Shamu media appointee – ‘bloodthirsty monster’

webster_shamu2HARARE - A recent appointee to the Zimbabwe Broadcasting Holdings board, retired Brigadier Benjamin Mabenge, two years ago shot and killed an MDC activist on his farm in cold-blood. (Pictured: Information Minister Webster Shamu)

Described as a blood thirsty monster Mabenge in November 2007, fatally shot Clement Takaendesa at close range, using a powerful FN rifle. In the same incident he also shot and seriously wounded Taurai Chigede, for allegedly fishing on a stretch of river that runs through his farm. He was briefly arrested but was released just days after the fatal shooting. He is still to stand trial for the murder of the MDC activist.

The MDC leadership in Kwekwe maintains that Mabenge got protection from Defence Minister Emmerson Mnangagwa. The Zanu (PF) strongman was a former legislator in the Midlands town, before his defeat in the 2000 parliamentary elections to MDCs Blessing Chebundo. Two other members of the ZBH and Transmedia boards, appointed by Information Minister Webster Shamu, were part of military elite that directed and executed political violence during last years presidential elections.

Retired Major-General Gibson Mashingaidze and retired army doctor Paul Chimedza were part of an elaborate plan by the security chiefs credited with keeping Robert Mugabe in power. The security forces, led by the Joint Operations Command (JOC), waged a ruthless campaign of violence to force Prime Minister Morgan Tsvangirai from a second round presidential poll.

This is the group that appointed Mashingaidze to be the second-in-command to Major-General Engelbert Rugeje, to direct the violent political purges in Masvingo province. Mashingaidze was last week appointed to sit on the ZBH board by Shamu and Dr Paul Chimedza is the new chairman of the Transmedia board. He is notorious for leading political violence against MDC activists in Gutu South.

Due to his involvement in political violence, the former medical superintendent for Harare Hospital had his lucrative consultancy contract with the European Union terminated. Chimedza, whose chequered past saw him being removed from the top post at Harare Hospital following routine conflicts with other consultants, is no stranger to controversy. His intended move to assume the post of deputy secretary in the Ministry of Health in 1994 was also blocked following objections from doctors citing his dictatorial tendencies. Since then he has been in private practice.

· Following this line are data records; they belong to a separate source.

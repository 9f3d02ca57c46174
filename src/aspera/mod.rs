/*
 * Copyright Amazon.com, Inc. or its affiliates. All Rights Reserved.
 * SPDX-License-Identifier: Apache-2.0
 */

//! Accelerated (FASP) transfers.
//!
//! Transfers are delegated to an external mover. This module resolves the per-bucket
//! transfer credentials through the control plane, caches them, and hands the mover a
//! complete [`FaspTransferSpec`].

use std::{fmt, path::PathBuf};

use async_trait::async_trait;

use crate::{error::TransferError, types::Direction};

pub mod cache;
pub mod manager;

pub use cache::{CacheInfo, MetadataCache, DEFAULT_MAX_FASP_CACHE_SIZE};
pub use manager::{
    AsperaConfig, AsperaConfigBuilder, AsperaManagerConfig, AsperaManagerConfigBuilder, AsperaRequest,
    AsperaTransferManager, RatePolicy, DEFAULT_ASCP_MAX_CONCURRENT,
};

/// Credentials and endpoint for accelerated transfers to one bucket
#[derive(Clone, PartialEq, Eq)]
pub struct AsperaMetadata {
    access_key: String,
    secret_key: String,
    ats_endpoint: String,
}

impl AsperaMetadata {
    pub fn new(
        access_key: impl Into<String>,
        secret_key: impl Into<String>,
        ats_endpoint: impl Into<String>,
    ) -> Self {
        Self {
            access_key: access_key.into(),
            secret_key: secret_key.into(),
            ats_endpoint: ats_endpoint.into(),
        }
    }

    pub fn access_key(&self) -> &str {
        &self.access_key
    }

    pub fn secret_key(&self) -> &str {
        &self.secret_key
    }

    /// Accelerated transfer service endpoint
    pub fn ats_endpoint(&self) -> &str {
        &self.ats_endpoint
    }
}

impl fmt::Debug for AsperaMetadata {
    fn fmt(&self, f: &mut fmt::Formatter<'_>) -> fmt::Result {
        f.debug_struct("AsperaMetadata")
            .field("access_key", &self.access_key)
            .field("secret_key", &"** redacted **")
            .field("ats_endpoint", &self.ats_endpoint)
            .finish()
    }
}

/// Control plane lookup of a bucket's accelerated transfer credentials
#[async_trait]
pub trait AsperaMetadataSource: fmt::Debug + Send + Sync + 'static {
    async fn get_bucket_aspera(&self, bucket: &str) -> Result<AsperaMetadata, TransferError>;
}

/// Everything the external mover needs to run one accelerated transfer
#[derive(Debug, Clone, PartialEq)]
pub struct FaspTransferSpec {
    pub direction: Direction,
    pub bucket: String,
    /// Object key, or key prefix for directory transfers
    pub remote_path: String,
    pub local_path: PathBuf,
    /// Transfer a directory tree rather than a single file
    pub recursive: bool,
    pub credentials: AsperaMetadata,
    pub config: AsperaConfig,
}

/// External process or service that moves the bytes of an accelerated transfer
#[async_trait]
pub trait FaspMover: fmt::Debug + Send + Sync + 'static {
    async fn transfer(&self, spec: FaspTransferSpec) -> Result<(), TransferError>;
}
/*
 * Copyright Amazon.com, Inc. or its affiliates. All Rights Reserved.
 * SPDX-License-Identifier: Apache-2.0
 */

/* Automatically managed default lints */
#![cfg_attr(docsrs, feature(doc_auto_cfg))]
/* End of automatically managed default lints */

//! S3 Transfer Engine
//!
//! Moves large objects between local storage and an S3 compatible object store by
//! splitting them into parts that are transferred concurrently, retried independently,
//! and throttled against a shared bandwidth budget. Multipart uploads that fail or are
//! cancelled are aborted so no orphaned parts remain.
//!
//! Accelerated transfers through an external FASP mover live in [`aspera`].
//!
//! # Crate Features
//!
//! - `test-util`: Enables in-memory object store and mover doubles for unit tests. DO NOT ENABLE IN PRODUCTION.

#![warn(
    // TODO - re-enable missing_docs,
    rustdoc::missing_crate_level_docs,
    unreachable_pub,
    rust_2018_idioms
)]

pub(crate) const MEBI_BYTE: u64 = 1024 * 1024;
pub(crate) const GIBI_BYTE: u64 = MEBI_BYTE * 1024;
pub(crate) const MIN_PART_SIZE: u64 = 5 * MEBI_BYTE;

mod discovery;
mod header;
mod s3;

pub mod aspera;
pub mod bandwidth;
pub mod chunk;
pub mod config;
pub mod coordinator;
pub mod download;
pub mod error;
pub mod manager;
pub mod object_meta;
pub mod retry;
pub mod scheduler;
pub mod store;
pub mod types;
pub mod upload;

/// In-memory doubles of the object store, control plane, and mover
#[cfg(any(test, feature = "test-util"))]
pub mod test_util;

pub use bandwidth::BandwidthLimiter;
pub use chunk::ChunkPolicy;
pub use config::{Config, TransferOptions};
pub use coordinator::{TransferHandle, TransferStatus};
pub use download::{DownloadRequest, DownloadResponse};
pub use error::TransferError;
pub use manager::TransferManager;
pub use scheduler::TaskScheduler;
pub use store::ObjectStore;
pub use upload::{UploadRequest, UploadResponse, UploadSource};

Chimedzas involvement in the political violence last year broke the notion that only war veterans and militias perpetrated violence in the rural areas. Other professionals, notably the gun-totting former Health Minister David Parirenyatwa, were heavily involved in the torture and killing of opponents in Murehwa, Mashonaland East province. When it came to organising the crucial 2002 presidential elections, Mugabe again heavily relied on military personnel who were appointed to a number of key positions. Lawyer and former colonel and head of military intelligence, Sobusa Gula-Ndebele, was appointed chair of the Electoral Supervisory Commission, while Brigadier Douglas Nyikayaramba was appointed chief elections officer. Through his patronage system, Mugabe has managed to keep the army leadership close to him by rewarding them with privileges, including generous payouts and lucrative mining contracts in the DRC and the Chiadzwa diamond fields.